To evaluate the gene expression of collagen, matrix metalloproteinases (MMPs) and inhibitors, cholinergic muscarinic receptors (CHRMs), and angiogenic and nerve growth factors (NGFs) in the bladder of patients with bladder outlet obstruction caused by benign prostatic hyperplasia (BPH). We analyzed bladder specimens from 43 patients with obstructive BPH undergoing transurethral resection of the prostate as compared to 10 age-matched controls with an International Prostatic Symptom Score of <8 and a prostate volume of <30 g. A bladder biopsy was performed for relative gene expression analysis with quantitative real-time polymerase chain reaction of collagens I and III, MMP-1, MMP-2, and MMP-9; tissue inhibitors of metalloproteinases (TIMPs) TIMP-1, TIMP-2, and reversion-inducing cysteine-rich protein with kazal motifs (RECK); CHRM2 and CHRM3; VEGF and CD105; and NGF and nerve growth factor receptor (NGFr). Patients with bladder outlet obstruction presented a statistically significant overexpression of collagens I and III, VEGF, CHRM2, and CHRM3. CD105, MMP-9, and TIMP-1 were underexpressed. Expressions of NGF, NGFr, MMP-1, MMP-2, TIMP-2, and RECK were heterogeneous. CHRM2 and CHRM3 were overexpressed in patients with persistent detrusor overactivity.
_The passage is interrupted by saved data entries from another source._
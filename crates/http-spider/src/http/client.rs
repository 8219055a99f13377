use std::path::Path;
use std::time::Duration;

use async_trait::async_trait;
use reqwest::header::{COOKIE, LOCATION};
use reqwest::redirect::Policy;
use tokio::io::AsyncWriteExt;
use tracing::debug;
use url::Url;

use super::{RequestExecutor, Response, SendOptions};
use crate::config::SpiderConfig;
use crate::error::ExecutorError;
use crate::step::{Method, RequestSpec};

const DEFAULT_USER_AGENT: &str = concat!("http-spider/", env!("CARGO_PKG_VERSION"));

/// Step headers withheld once a redirect has left the original origin.
const CREDENTIAL_HEADERS: [&str; 3] = ["authorization", "cookie", "proxy-authorization"];

fn is_credential_header(name: &str) -> bool {
    CREDENTIAL_HEADERS
        .iter()
        .any(|h| h.eq_ignore_ascii_case(name))
}

/// Statuses whose `Location` is followed. 300 and 304 are returned as-is.
fn is_followed_redirect(code: u16) -> bool {
    matches!(code, 301 | 302 | 303 | 307 | 308)
}

/// [`RequestExecutor`] backed by `reqwest`.
///
/// Redirects are followed here rather than by reqwest so that every hop
/// reads and updates the spider's cookie jar. Once a redirect leaves the
/// starting origin, the step's credential headers are no longer sent.
#[derive(Debug, Clone)]
pub struct HttpExecutor {
    client: reqwest::Client,
    max_redirects: usize,
}

impl HttpExecutor {
    pub fn new() -> Result<Self, ExecutorError> {
        Self::from_config(&SpiderConfig::default())
    }

    pub fn from_config(config: &SpiderConfig) -> Result<Self, ExecutorError> {
        let user_agent = config.user_agent.as_deref().unwrap_or(DEFAULT_USER_AGENT);

        let mut builder = reqwest::Client::builder()
            .redirect(Policy::none())
            .user_agent(user_agent);
        if config.connect_timeout_secs > 0 {
            builder = builder.connect_timeout(Duration::from_secs(config.connect_timeout_secs));
        }

        let client = builder
            .build()
            .map_err(|e| ExecutorError::Request(Box::new(e)))?;

        Ok(Self {
            client,
            max_redirects: config.max_redirects,
        })
    }

    pub fn max_redirects(&self) -> usize {
        self.max_redirects
    }

    fn build_request(
        &self,
        request: &RequestSpec,
        method: Method,
        url: &Url,
        with_body: bool,
        cross_origin: bool,
        options: &SendOptions<'_>,
    ) -> reqwest::RequestBuilder {
        let mut builder = self.client.request(method.into(), url.clone());

        if let Some(version) = request.http_version() {
            builder = builder.version(version);
        }
        for (name, value) in &request.headers {
            if cross_origin && is_credential_header(name) {
                continue;
            }
            builder = builder.header(name.as_str(), value.as_str());
        }
        if let Some(cookies) = options.cookie_jar.cookie_header(url) {
            builder = builder.header(COOKIE, cookies);
        }

        if with_body {
            if !request.form_params.is_empty() {
                let pairs: Vec<(&str, &str)> = request
                    .form_params
                    .iter()
                    .map(|(k, v)| (k.as_str(), v.as_str()))
                    .collect();
                builder = builder.form(&pairs);
            } else if !request.body.is_empty() {
                builder = builder.body(request.body.clone());
            }
        }

        if let Some(timeout) = options.timeout {
            builder = builder.timeout(timeout);
        }

        builder
    }
}

#[async_trait]
impl RequestExecutor for HttpExecutor {
    async fn send(
        &self,
        request: &RequestSpec,
        options: SendOptions<'_>,
    ) -> Result<Response, ExecutorError> {
        let mut url = Url::parse(&request.url).map_err(|source| ExecutorError::InvalidUrl {
            url: request.url.clone(),
            source,
        })?;
        let mut method = request.method;
        let mut with_body = true;
        let mut redirects = 0;
        let origin = url.origin();
        let mut cross_origin = false;

        loop {
            let response = self
                .build_request(request, method, &url, with_body, cross_origin, &options)
                .send()
                .await
                .map_err(classify)?;

            options
                .cookie_jar
                .store_response_cookies(response.headers(), &url);

            let status = response.status();
            let location = response
                .headers()
                .get(LOCATION)
                .and_then(|v| v.to_str().ok())
                .map(str::to_string);

            let follow = options.allow_redirects && is_followed_redirect(status.as_u16());

            match location {
                Some(location) if follow => {
                    if redirects >= self.max_redirects {
                        return Err(ExecutorError::TooManyRedirects(self.max_redirects));
                    }

                    let next = url.join(&location).map_err(|source| ExecutorError::InvalidUrl {
                        url: location.clone(),
                        source,
                    })?;

                    let code = status.as_u16();
                    if code == 303 || (matches!(code, 301 | 302) && method == Method::Post) {
                        method = Method::Get;
                        with_body = false;
                    }

                    // Sticky: credentials are not restored on a hop back to the origin.
                    if next.origin() != origin {
                        cross_origin = true;
                    }

                    debug!(from = %url, to = %next, status = code, "Following redirect");
                    url = next;
                    redirects += 1;
                }
                _ => return read_response(response, options.sink).await,
            }
        }
    }
}

fn classify(err: reqwest::Error) -> ExecutorError {
    if err.is_connect() || err.is_timeout() {
        ExecutorError::Transport(Box::new(err))
    } else {
        ExecutorError::Request(Box::new(err))
    }
}

fn sink_error(path: &Path, source: std::io::Error) -> ExecutorError {
    ExecutorError::Sink {
        path: path.to_path_buf(),
        source,
    }
}

async fn read_response(
    mut response: reqwest::Response,
    sink: Option<&Path>,
) -> Result<Response, ExecutorError> {
    let status = response.status().as_u16();
    let url = response.url().to_string();
    let headers = response
        .headers()
        .iter()
        .map(|(name, value)| {
            (
                name.to_string(),
                String::from_utf8_lossy(value.as_bytes()).into_owned(),
            )
        })
        .collect();

    let mut file = match sink {
        Some(path) => Some(
            tokio::fs::File::create(path)
                .await
                .map_err(|e| sink_error(path, e))?,
        ),
        None => None,
    };

    let mut body = Vec::new();
    while let Some(chunk) = response.chunk().await.map_err(classify)? {
        if let (Some(file), Some(path)) = (file.as_mut(), sink) {
            file.write_all(&chunk)
                .await
                .map_err(|e| sink_error(path, e))?;
        }
        body.extend_from_slice(&chunk);
    }

    if let (Some(mut file), Some(path)) = (file, sink) {
        file.flush().await.map_err(|e| sink_error(path, e))?;
    }

    Ok(Response {
        url,
        status,
        headers,
        body: body.into(),
    })
}
use std::sync::Arc;

use indexmap::IndexMap;
use tracing::{info, info_span, warn, Instrument};

use super::{FailedStep, Spider};
use crate::error::{ExecutorError, RuleError, SpiderError, StorageError};
use crate::http::{Response, SendOptions};
use crate::step::Step;
use crate::storage::append_to_file;

/// Longest body excerpt copied into the debug log per step.
const LOG_PREVIEW_BYTES: usize = 200;

impl Spider {
    /// Executes every queued step in insertion order.
    ///
    /// Stops at the first transport error, send error, storage error or
    /// failure rule. On success the queue is emptied and all responses
    /// recorded so far are returned.
    pub async fn run(&mut self) -> Result<&IndexMap<String, Option<Response>>, SpiderError> {
        let span = info_span!("spider_run", steps = self.steps.len());
        self.run_queued().instrument(span).await?;
        Ok(&self.responses)
    }

    async fn run_queued(&mut self) -> Result<(), SpiderError> {
        self.failed_step = None;
        self.log("Spider run started")?;

        // Steps stay queued until the whole run has succeeded.
        let mut failure = None;
        for index in 0..self.steps.len() {
            let (name, step) = match self.steps.get_index(index) {
                Some((name, step)) => (name.clone(), step.clone()),
                None => break,
            };

            let span = info_span!("step", index, name = %name);
            let response = match self.run_step(&name, &step).instrument(span.clone()).await {
                Ok(response) => response,
                Err(err) => {
                    failure = Some((index, name, err, None));
                    break;
                }
            };

            match span.in_scope(|| self.check_failure_rules(&step, &response)) {
                Ok(()) => {
                    self.responses.insert(name, Some(response));
                }
                Err(err) => {
                    failure = Some((index, name, err, Some(response)));
                    break;
                }
            }
        }

        if let Some((index, name, err, response)) = failure {
            warn!(step = %name, index, error = %err, "Spider run aborted");
            if let Err(log_err) = self.log(&format!("Error in step [{}]: {}", name, err)) {
                warn!("Unable to record failure in debug log: {}", log_err);
            }
            self.failed_step = Some(FailedStep {
                index,
                name,
                response,
            });
            return Err(err);
        }

        info!(steps = self.steps.len(), "Spider run finished");
        self.log("All steps finished, removing them from the queue")?;
        self.steps.clear();
        Ok(())
    }

    /// Sends one step and persists its body. The response is only recorded
    /// by the caller once every failure rule has passed.
    async fn run_step(&mut self, name: &str, step: &Step) -> Result<Response, SpiderError> {
        // Taken up front so the sink never outlives the step, whatever the outcome.
        let sink = self.sink.take();
        self.responses.insert(name.to_string(), None);
        self.steps_executed += 1;

        self.log(&format!("Started step [{}] {} {}", name, step.method(), step.url()))?;

        if let Some(path) = &sink {
            self.log(&format!("Sink for step [{}] set to {}", name, path.display()))?;
        }

        let request = step.request();
        let jar = self.cookie_jar.clone();
        let options = SendOptions {
            allow_redirects: true,
            cookie_jar: &jar,
            timeout: step.timeout(),
            sink: sink.as_deref(),
        };

        let executor = Arc::clone(&self.executor);
        let response = executor
            .send(&request, options)
            .await
            .map_err(|err| send_error(name, err))?;

        info!(status = response.status, bytes = response.body.len(), "Step response received");

        let label = format!("{}_{}", self.steps_executed, name);
        self.save_debug_artifact(response.body(), &label)?;

        if let Some(path) = step
            .local_file_path()
            .filter(|_| step.needs_response_saved_to_local_file())
        {
            let written = append_to_file(path, response.body())?;
            self.record_local_file(name, path);
            self.log(&format!(
                "Appended {} bytes to local file {}",
                written,
                path.display()
            ))?;
        }

        self.log(&format!(
            "Finished step [{}] {}",
            name,
            preview(response.body())
        ))?;

        Ok(response)
    }

    /// Evaluates the step's rules in attachment order; the first error wins.
    fn check_failure_rules(&self, step: &Step, response: &Response) -> Result<(), SpiderError> {
        for rule in step.failure_rules().values() {
            if let Err(err) = rule.evaluate(response) {
                match &err {
                    RuleError::Triggered { name } => {
                        self.log(&format!("Failure rule [{}] triggered", name))?
                    }
                    other => self.log(&format!(
                        "Failure rule [{}] could not be evaluated: {}",
                        rule.name(),
                        other
                    ))?,
                }
                return Err(err.into());
            }
        }
        Ok(())
    }
}

fn send_error(step: &str, err: ExecutorError) -> SpiderError {
    match err {
        err @ ExecutorError::Transport(_) => SpiderError::Transport {
            step: step.to_string(),
            source: err,
        },
        ExecutorError::Sink { path, source } => StorageError::WriteSink { path, source }.into(),
        other => SpiderError::RequestSend {
            step: step.to_string(),
            source: other,
        },
    }
}

fn preview(body: &[u8]) -> String {
    let cut = body.len().min(LOG_PREVIEW_BYTES);
    let mut text = String::from_utf8_lossy(&body[..cut]).replace(['\r', '\n'], " ");
    if body.len() > cut {
        text.push_str("...");
    }
    text
}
Smokers presented an upregulation of NGFr and VEGF; dyslipidemic patients had an overexpression of NGFr. Bladder upregulation of collagens I and III on transcriptional level appears to be relevant in BPH. Muscarinic receptors CHRM2 and CHRM3 are also overexpressed, more so in patients with persistent detrusor overactivity. Upregulation of VEGF and NGFr, particularly in subjects with risk factors for atherosclerosis, reinforces the role of ischemia in BPH-induced modifications of the bladder.